Brass sounds almost as bad. 
Don't need more frickin pianos. 
Tired of wavetable vomit. 

HOWEVER

Halion really is a beast in a lot of ways. Most sounds are very usable and cool, and I love the granular stuff. Lots of sound design possibilities so I plan to upgrade from Halion 5. Probably won't touch the strings though.


----------



## InLight-Tone (Jan 25, 2017)

Kontakt is of course the go to sampler, but look into UVI Falcon to compliment it and process samples with granular and all the rest. A VERY deep synth/sampler, just bought it and am VERY pleased. The good thing about Halion is of course the Cubase integration.


----------



## d.healey (Jan 25, 2017)

HISE is what developers should be looking at. Much more powerful scripting that any other sampler - http://hise.audio/


----------



## ZeroZero (Jan 25, 2017)

I am just hoping that the drag and drop idea (for controls) would inspire NI for Kontakt 6. The whole family are there and don't want to move down the road. Imagine if there were, for example, a 'real' vibrato dial that provided non mechanical custom vibrato, as a knob, that you could drag and drop onto an 'adjacent' additional gui space. Additional overlay controls. Perhaps another customisable dial specifically for staccato samples so that you could craft your staccato for more/less attack phase, more or less tail. I am a dreamer, but something... along these lines...

Kontakt 'scares' most people, including me (and I code) drag and drop is easy and visually satisfying. I remember Access Database designer programmes that did this - decades ago.


----------



## ZeroZero (Jan 25, 2017)

Brian2112 said:


> Yea. Those are probably the worst strings I've ever heard.
> Brass sounds almost as bad.
> Don't need more frickin pianos.
> Tired of wavetable vomit.
> ...



 I second that emotion...


----------



## InLight-Tone (Jan 25, 2017)

d.healey said:


> HISE is what developers should be looking at. Much more powerful scripting that any other sampler - http://hise.audio/


That's very interesting and ambitious but I never trust open source projects over the long haul as developers burn out. I trust that UVI will continue to develop Falcon so I'm going to stick with it and you have the Lua language embedded for scripting or even algorithmic midi manipulation ...


----------



## d.healey (Jan 25, 2017)

InLight-Tone said:


> That's very interesting and ambitious but I never trust open source projects over the long haul as developers burn out. I trust that UVI will continue to develop Falcon so I'm going to stick with it and you have the Lua language embedded for scripting or even algorithmic midi manipulation ...


It's a commercial project so hopefully that will provide incentive for long term development and as it's written in a very standard language with JUCE for UI and well documented it won't be difficult for other developers to fork it or take it on in the future should the current developer lose interest.

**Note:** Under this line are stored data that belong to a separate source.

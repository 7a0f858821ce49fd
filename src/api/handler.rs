use crate::bitrix::DataSource;
use crate::error::{AppError, AppResult};
use crate::rollup::types::{MonthlyRollup, PerformanceSnapshot, RankingInfo, YearlyRollup};
use crate::rollup::RollupService;
use axum::extract::{Query, State};
use axum::http::StatusCode;
use axum::response::IntoResponse;
use axum::Json;
use chrono::{Datelike, Local};
use serde::{Deserialize, Serialize};
use serde_json::json;
use std::sync::Arc;

/// Raw query parameters. Kept as strings so validation messages stay ours.
#[derive(Debug, Default, Deserialize)]
pub struct RollupParams {
    pub id: Option<String>,
    pub year: Option<String>,
    pub month: Option<String>,
}

impl RollupParams {
    /// The `id` as sent, once it is known to be a number.
    pub fn raw_id(&self) -> AppResult<&str> {
        self.user_id()?;
        Ok(self.id.as_deref().map(str::trim).unwrap_or_default())
    }

    pub fn user_id(&self) -> AppResult<u64> {
        let raw = self.id.as_deref().map(str::trim).unwrap_or_default();
        if raw.is_empty() {
            return Err(AppError::InvalidArgument(
                "Missing required parameter 'id'".to_string(),
            ));
        }
        raw.parse::<u64>().map_err(|_| {
            AppError::InvalidArgument("Parameter 'id' must be a number".to_string())
        })
    }

    pub fn year(&self) -> AppResult<i32> {
        match self.year.as_deref().map(str::trim) {
            None | Some("") => Ok(Local::now().year()),
            Some(raw) => raw.parse::<i32>().map_err(|_| {
                AppError::InvalidArgument("Parameter 'year' must be a number".to_string())
            }),
        }
    }

    pub fn month(&self) -> AppResult<u32> {
        match self.month.as_deref().map(str::trim) {
            None | Some("") => Ok(Local::now().month()),
            Some(raw) => raw.parse::<u32>().map_err(|_| {
                AppError::InvalidArgument("Parameter 'month' must be a number".to_string())
            }),
        }
    }
}

#[derive(Debug, Serialize)]
pub struct HealthResponse {
    pub status: String,
    pub cache_entries: u64,
}

/// GET /performance - Current-month performance snapshot.
pub async fn performance<D: DataSource>(
    State(svc): State<Arc<RollupService<D>>>,
    Query(params): Query<RollupParams>,
) -> AppResult<Json<PerformanceSnapshot>> {
    let user_id = params.user_id()?;
    Ok(Json(svc.get_snapshot(user_id).await?))
}

/// GET /performance/monthly - One month's rollup.
pub async fn monthly<D: DataSource>(
    State(svc): State<Arc<RollupService<D>>>,
    Query(params): Query<RollupParams>,
) -> AppResult<Json<MonthlyRollup>> {
    let user_id = params.user_id()?;
    let year = params.year()?;
    let month = params.month()?;
    Ok(Json(svc.get_monthly(user_id, year, month).await?))
}

/// GET /performance/yearly - Every elapsed month of a year.
pub async fn yearly<D: DataSource>(
    State(svc): State<Arc<RollupService<D>>>,
    Query(params): Query<RollupParams>,
) -> AppResult<Json<YearlyRollup>> {
    let user_id = params.user_id()?;
    let year = params.year()?;
    Ok(Json(svc.get_yearly(user_id, year).await?))
}

/// GET /ranking
pub async fn ranking<D: DataSource>(
    State(svc): State<Arc<RollupService<D>>>,
    Query(params): Query<RollupParams>,
) -> AppResult<Json<RankingInfo>> {
    let id = params.raw_id()?;
    Ok(Json(svc.get_ranking(id)?))
}

/// GET /health
pub async fn health<D: DataSource>(
    State(svc): State<Arc<RollupService<D>>>,
) -> Json<HealthResponse> {
    Json(HealthResponse {
        status: "ok".into(),
        cache_entries: svc.cache().entry_count(),
    })
}

pub async fn not_found() -> impl IntoResponse {
    (
        StatusCode::NOT_FOUND,
        Json(json!({ "error": "Resource not found" })),
    )
}

pub async fn method_not_allowed() -> impl IntoResponse {
    (
        StatusCode::METHOD_NOT_ALLOWED,
        Json(json!({ "error": "Method Not Allowed" })),
    )
}
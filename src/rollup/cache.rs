use moka::sync::Cache;
use moka::Expiry;
use std::time::{Duration, Instant};

/// Stored value plus the TTL it was inserted with.
#[derive(Clone)]
struct Entry<V> {
    value: V,
    ttl: Duration,
}

/// Expires each entry `ttl` after its latest `set`; overwrites restart the clock.
struct PerEntryTtl;

impl<V> Expiry<String, Entry<V>> for PerEntryTtl {
    fn expire_after_create(
        &self,
        _key: &String,
        value: &Entry<V>,
        _created_at: Instant,
    ) -> Option<Duration> {
        Some(value.ttl)
    }

    fn expire_after_update(
        &self,
        _key: &String,
        value: &Entry<V>,
        _updated_at: Instant,
        _duration_until_expiry: Option<Duration>,
    ) -> Option<Duration> {
        Some(value.ttl)
    }
}

/// Process-wide string-keyed cache with a TTL per entry.
///
/// Expired entries are never returned by [`get`](Self::get) and are reclaimed
/// lazily, or eagerly by [`sweep`](Self::sweep). Capacity is bounded; past it the
/// least useful entries are evicted.
pub struct ExpiringCache<V> {
    inner: Cache<String, Entry<V>>,
}

impl<V> ExpiringCache<V>
where
    V: Clone + Send + Sync + 'static,
{
    pub fn new(max_capacity: u64) -> Self {
        Self {
            inner: Cache::builder()
                .max_capacity(max_capacity)
                .expire_after(PerEntryTtl)
                .build(),
        }
    }

    /// Store `value` under `key` until `ttl_secs` from now, replacing any previous entry.
    pub fn set(&self, key: impl Into<String>, value: V, ttl_secs: u64) {
        self.inner.insert(
            key.into(),
            Entry {
                value,
                ttl: Duration::from_secs(ttl_secs),
            },
        );
    }

    /// Live value for `key`, or `None` on a miss (absent or expired).
    pub fn get(&self, key: &str) -> Option<V> {
        self.inner.get(key).map(|entry| entry.value)
    }

    pub fn contains(&self, key: &str) -> bool {
        self.inner.contains_key(key)
    }

    pub fn invalidate(&self, key: &str) {
        self.inner.invalidate(key);
    }

    /// Reclaim expired entries now instead of waiting for lazy maintenance.
    pub fn sweep(&self) {
        self.inner.run_pending_tasks();
    }

    /// Approximate number of stored entries (exact right after a sweep).
    pub fn entry_count(&self) -> u64 {
        self.inner.entry_count()
    }
}

/// Background task: periodically sweep expired entries out of the cache.
pub async fn cache_maintenance_loop<V>(
    cache: std::sync::Arc<ExpiringCache<V>>,
    interval_secs: u64,
) where
    V: Clone + Send + Sync + 'static,
{
    let mut interval = tokio::time::interval(Duration::from_secs(interval_secs.max(1)));
    loop {
        interval.tick().await;
        cache.sweep();
        tracing::debug!(entries = cache.entry_count(), "cache sweep complete");
    }
}

#[cfg(test)]
mod tests {
    use super::*;

    #[test]
    fn test_get_missing_returns_none() {
        let cache: ExpiringCache<String> = ExpiringCache::new(16);
        assert!(cache.get("nope").is_none());
        assert!(!cache.contains("nope"));
    }

    #[test]
    fn test_set_then_get_within_ttl() {
        let cache = ExpiringCache::new(16);
        cache.set("k", "v".to_string(), 60);
        assert_eq!(cache.get("k").as_deref(), Some("v"));
        assert!(cache.contains("k"));
    }

    #[test]
    fn test_falsy_values_are_hits() {
        let counts = ExpiringCache::new(16);
        counts.set("zero", 0u64, 60);
        assert_eq!(counts.get("zero"), Some(0));

        let strings = ExpiringCache::new(16);
        strings.set("empty", String::new(), 60);
        assert_eq!(strings.get("empty").as_deref(), Some(""));

        let flags = ExpiringCache::new(16);
        flags.set("off", false, 60);
        assert_eq!(flags.get("off"), Some(false));
    }

    #[test]
    fn test_entry_expires_after_ttl() {
        let cache = ExpiringCache::new(16);
        cache.set("k", 1u32, 1);
        assert_eq!(cache.get("k"), Some(1));
        std::thread::sleep(Duration::from_millis(1200));
        assert!(cache.get("k").is_none(), "entry should be dead after ttl");
        assert!(!cache.contains("k"));
    }

    #[test]
    fn test_overwrite_replaces_value_and_resets_ttl() {
        let cache = ExpiringCache::new(16);
        cache.set("k", 1u32, 1);
        cache.set("k", 2u32, 60);
        std::thread::sleep(Duration::from_millis(1200));
        assert_eq!(cache.get("k"), Some(2));
        cache.sweep();
        assert_eq!(cache.entry_count(), 1);
    }

    #[test]
    fn test_expired_key_can_be_recreated() {
        let cache = ExpiringCache::new(16);
        cache.set("k", 1u32, 1);
        std::thread::sleep(Duration::from_millis(1200));
        assert!(cache.get("k").is_none());
        cache.set("k", 3u32, 60);
        assert_eq!(cache.get("k"), Some(3));
        cache.sweep();
        assert_eq!(cache.entry_count(), 1);
    }

    #[test]
    fn test_sweep_reclaims_expired_entries() {
        let cache = ExpiringCache::new(16);
        cache.set("a", 1u32, 1);
        cache.set("b", 2u32, 1);
        cache.set("c", 3u32, 60);
        std::thread::sleep(Duration::from_millis(1200));
        cache.sweep();
        assert_eq!(cache.entry_count(), 1);
    }

    #[test]
    fn test_returned_value_is_a_copy() {
        let cache = ExpiringCache::new(16);
        cache.set("k", vec![1, 2, 3], 60);
        let mut got = cache.get("k").unwrap();
        got.push(4);
        assert_eq!(cache.get("k").unwrap(), vec![1, 2, 3]);
    }

    #[test]
    fn test_invalidate() {
        let cache = ExpiringCache::new(16);
        cache.set("k", 1u8, 60);
        cache.invalidate("k");
        assert!(cache.get("k").is_none());
    }

    #[test]
    fn test_concurrent_set_get() {
        let cache = std::sync::Arc::new(ExpiringCache::new(1024));
        let handles: Vec<_> = (0..8)
            .map(|t| {
                let cache = cache.clone();
                std::thread::spawn(move || {
                    for i in 0..100u32 {
                        let key = format!("k{}", i % 10);
                        cache.set(key.clone(), t * 1000 + i, 60);
                        assert!(cache.get(&key).is_some());
                    }
                })
            })
            .collect();
        for h in handles {
            h.join().unwrap();
        }
        cache.sweep();
        assert_eq!(cache.entry_count(), 10);
    }
}
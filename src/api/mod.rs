pub mod handler;

use crate::bitrix::DataSource;
use crate::rollup::RollupService;
use axum::http::Method;
use axum::routing::get;
use axum::Router;
use std::sync::Arc;
use tower_http::cors::{Any, CorsLayer};
use tower_http::trace::TraceLayer;

/// Read-only routes over the rollup service.
pub fn router<D: DataSource>(svc: Arc<RollupService<D>>) -> Router {
    let cors = CorsLayer::new()
        .allow_origin(Any)
        .allow_methods([Method::GET])
        .allow_headers(Any);

    Router::new()
        .route("/performance", get(handler::performance::<D>))
        .route("/performance/monthly", get(handler::monthly::<D>))
        .route("/performance/yearly", get(handler::yearly::<D>))
        .route("/ranking", get(handler::ranking::<D>))
        .route("/health", get(handler::health::<D>))
        .method_not_allowed_fallback(handler::method_not_allowed)
        .fallback(handler::not_found)
        .layer(cors)
        .layer(TraceLayer::new_for_http())
        .with_state(svc)
}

I can think of many long lasting open source projects - Linux is a good one  I can also think of wonderful proprietary software that the developers neglected (like Kontakt actually) or that was bought up and never seen again like KeyMap Pro. I rather know that if a developer gives up or goes bust I can grab the source code myself and either work on it or pay someone to.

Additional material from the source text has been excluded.